Covering all the bases

Watched Stephen Hawking’s lecture – “My life in physics” on TVO last Sunday night. It’s incredibly exciting that he’s here in Waterloo, though I’m not quite over my tantrum in Perimeter’s direction for not having a public lecture where we could see him in person. Cuz half the people in the “invite only audience” were clearly a) not understanding a damn thing he was saying b) bored c) a politician of some sort.

The night started off with a series of speeches from PI dignitaries (Mike, Turok), politicians (Uncle Dalton, Clement), business people (VP from BMO) and the requisite bilingual Mistress of Ceremonies (which sounds kinkier than it is). Mike was good – he emphasized why theory leads to pragmatic benefits and made sure to emphasize how important private funding is to the program (since Uncle Dalton was in the room). Turok was his usual self – unpolished, happy to have his friend Hawking there, and such a breath of fresh air after the Howard Burton era.

Where it got interesting though was in the political speeches. Beside the fact that Tony Clement can’t do public speaking (or French) to save his life, both he and McGuinty were at pains to reference God in the context of physics – i.e. that the pursuit of cosmology and quarks and the like are pursuits within or of the wonders of God.  McGuinty even went so far as to compare Hawking to Sir Thomas More, of all people, via a quote from Man For All Seasons. Now, I was wondering what Hawking would have said at that point if he could fire off a quick comeback without having to peck it out on his voice machine.

Yes – Hawking also mentioned God in his speech. He argued that, back in the day, when the Big Bang was a theory in competition with the solid state theory of the universe, it was objected to because people thought it was appealing to a Genesis view of the birth of the universe. Of course, time, brilliant minds and “luck” have given us more answers about how this might have occurred through the evolution of the universe and more mystery in that we still don’t have all of the answers.

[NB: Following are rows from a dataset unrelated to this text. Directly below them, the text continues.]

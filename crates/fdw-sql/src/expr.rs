// SPDX-License-Identifier: Apache-2.0

//! Local expression trees
//!
//! The host hands the engine its qualifiers in this shape. Column references
//! are indexes into the foreign table's column list.

use fdw_core::{LocalType, Value};
use serde::{Deserialize, Serialize};

/// Binary operators the host may use
#[derive(Debug, Clone, PartialEq, Eq, Serialize, Deserialize)]
#[serde(rename_all = "snake_case")]
pub enum Operator {
    Eq,
    NotEq,
    Lt,
    LtEq,
    Gt,
    GtEq,
    Like,
    NotLike,
    ILike,
    NotILike,
    ShiftLeft,
    ShiftRight,
    Plus,
    Minus,
    Multiply,
    Divide,
    /// Any operator without a dedicated variant; never pushed down.
    Other(String),
}

impl Operator {
    pub fn is_comparison(&self) -> bool {
        matches!(
            self,
            Operator::Eq
                | Operator::NotEq
                | Operator::Lt
                | Operator::LtEq
                | Operator::Gt
                | Operator::GtEq
        )
    }

    pub fn is_like(&self) -> bool {
        matches!(
            self,
            Operator::Like | Operator::NotLike | Operator::ILike | Operator::NotILike
        )
    }
}

/// `IS [NOT] TRUE / FALSE / UNKNOWN`
#[derive(Debug, Clone, Copy, PartialEq, Eq, Serialize, Deserialize)]
#[serde(rename_all = "snake_case")]
pub enum BoolTestKind {
    IsTrue,
    IsNotTrue,
    IsFalse,
    IsNotFalse,
    IsUnknown,
    IsNotUnknown,
}

/// Local expression node
#[derive(Debug, Clone, PartialEq, Serialize, Deserialize)]
#[serde(rename_all = "snake_case")]
pub enum Expr {
    /// Column of the foreign table, by position.
    Column(usize),
    /// Host system column (row locator, OID ...); never pushed down.
    SystemColumn(String),
    Const(Value),
    /// Value supplied at execution time (outer reference of a join).
    Param { index: usize, ty: LocalType },
    Op {
        op: Operator,
        left: Box<Expr>,
        right: Box<Expr>,
    },
    Not(Box<Expr>),
    And(Vec<Expr>),
    Or(Vec<Expr>),
    NullTest { arg: Box<Expr>, negated: bool },
    BoolTest { arg: Box<Expr>, test: BoolTestKind },
    /// `arg op ANY (elements)` when `use_or`, else `arg op ALL (elements)`.
    ScalarArray {
        op: Operator,
        use_or: bool,
        arg: Box<Expr>,
        elements: Vec<Expr>,
    },
    Func { name: String, args: Vec<Expr> },
    Cast {
        arg: Box<Expr>,
        to: LocalType,
        implicit: bool,
    },
}

impl Expr {
    pub fn col(index: usize) -> Expr {
        Expr::Column(index)
    }

    pub fn lit(value: impl Into<Value>) -> Expr {
        Expr::Const(value.into())
    }

    pub fn null() -> Expr {
        Expr::Const(Value::Null)
    }

    pub fn param(index: usize, ty: LocalType) -> Expr {
        Expr::Param { index, ty }
    }

    pub fn op(op: Operator, left: Expr, right: Expr) -> Expr {
        Expr::Op {
            op,
            left: Box::new(left),
            right: Box::new(right),
        }
    }

    pub fn eq(left: Expr, right: Expr) -> Expr {
        Self::op(Operator::Eq, left, right)
    }

    pub fn negate(expr: Expr) -> Expr {
        Expr::Not(Box::new(expr))
    }

    pub fn is_null(arg: Expr) -> Expr {
        Expr::NullTest {
            arg: Box::new(arg),
            negated: false,
        }
    }

    pub fn is_not_null(arg: Expr) -> Expr {
        Expr::NullTest {
            arg: Box::new(arg),
            negated: true,
        }
    }

    pub fn bool_test(arg: Expr, test: BoolTestKind) -> Expr {
        Expr::BoolTest {
            arg: Box::new(arg),
            test,
        }
    }

    pub fn func(name: impl Into<String>, args: Vec<Expr>) -> Expr {
        Expr::Func {
            name: name.into(),
            args,
        }
    }

    pub fn in_list(arg: Expr, elements: Vec<Expr>) -> Expr {
        Expr::ScalarArray {
            op: Operator::Eq,
            use_or: true,
            arg: Box::new(arg),
            elements,
        }
    }

    pub fn not_in_list(arg: Expr, elements: Vec<Expr>) -> Expr {
        Expr::ScalarArray {
            op: Operator::NotEq,
            use_or: false,
            arg: Box::new(arg),
            elements,
        }
    }

    /// Column positions referenced anywhere in the tree.
    pub fn collect_columns(&self, out: &mut Vec<usize>) {
        match self {
            Expr::Column(i) => {
                if !out.contains(i) {
                    out.push(*i);
                }
            }
            Expr::SystemColumn(_) | Expr::Const(_) | Expr::Param { .. } => {}
            Expr::Op { left, right, .. } => {
                left.collect_columns(out);
                right.collect_columns(out);
            }
            Expr::Not(arg)
            | Expr::NullTest { arg, .. }
            | Expr::BoolTest { arg, .. }
            | Expr::Cast { arg, .. } => arg.collect_columns(out),
            Expr::And(items) | Expr::Or(items) | Expr::Func { args: items, .. } => {
                items.iter().for_each(|e| e.collect_columns(out))
            }
            Expr::ScalarArray { arg, elements, .. } => {
                arg.collect_columns(out);
                elements.iter().for_each(|e| e.collect_columns(out));
            }
        }
    }
}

Nonetheless, it felt like a size 10 foot in a size 5 shoe, at least to me. And the only reason I can think of for the references to be so heavy-handed was appeasement. They are politicians, after all, and how dare we spend money on that godless science stuff.

Hawking’s speech itself was both a history of the field’s big names, and a brief walk through the many important areas of discovery that he’s been involved with. Some of the audience got his jokes, but it looked like many of them weren’t even aware when one was being made. I’m sure some were disappointed he didn’t touch on aliens or anything controversial.

New Scientist Review

He did put in a plug for his support of Perimeter at the end – as he should, now that he has his own wing. As he says, just bringing together all these minds from all over the world has got to be a step in the right direction.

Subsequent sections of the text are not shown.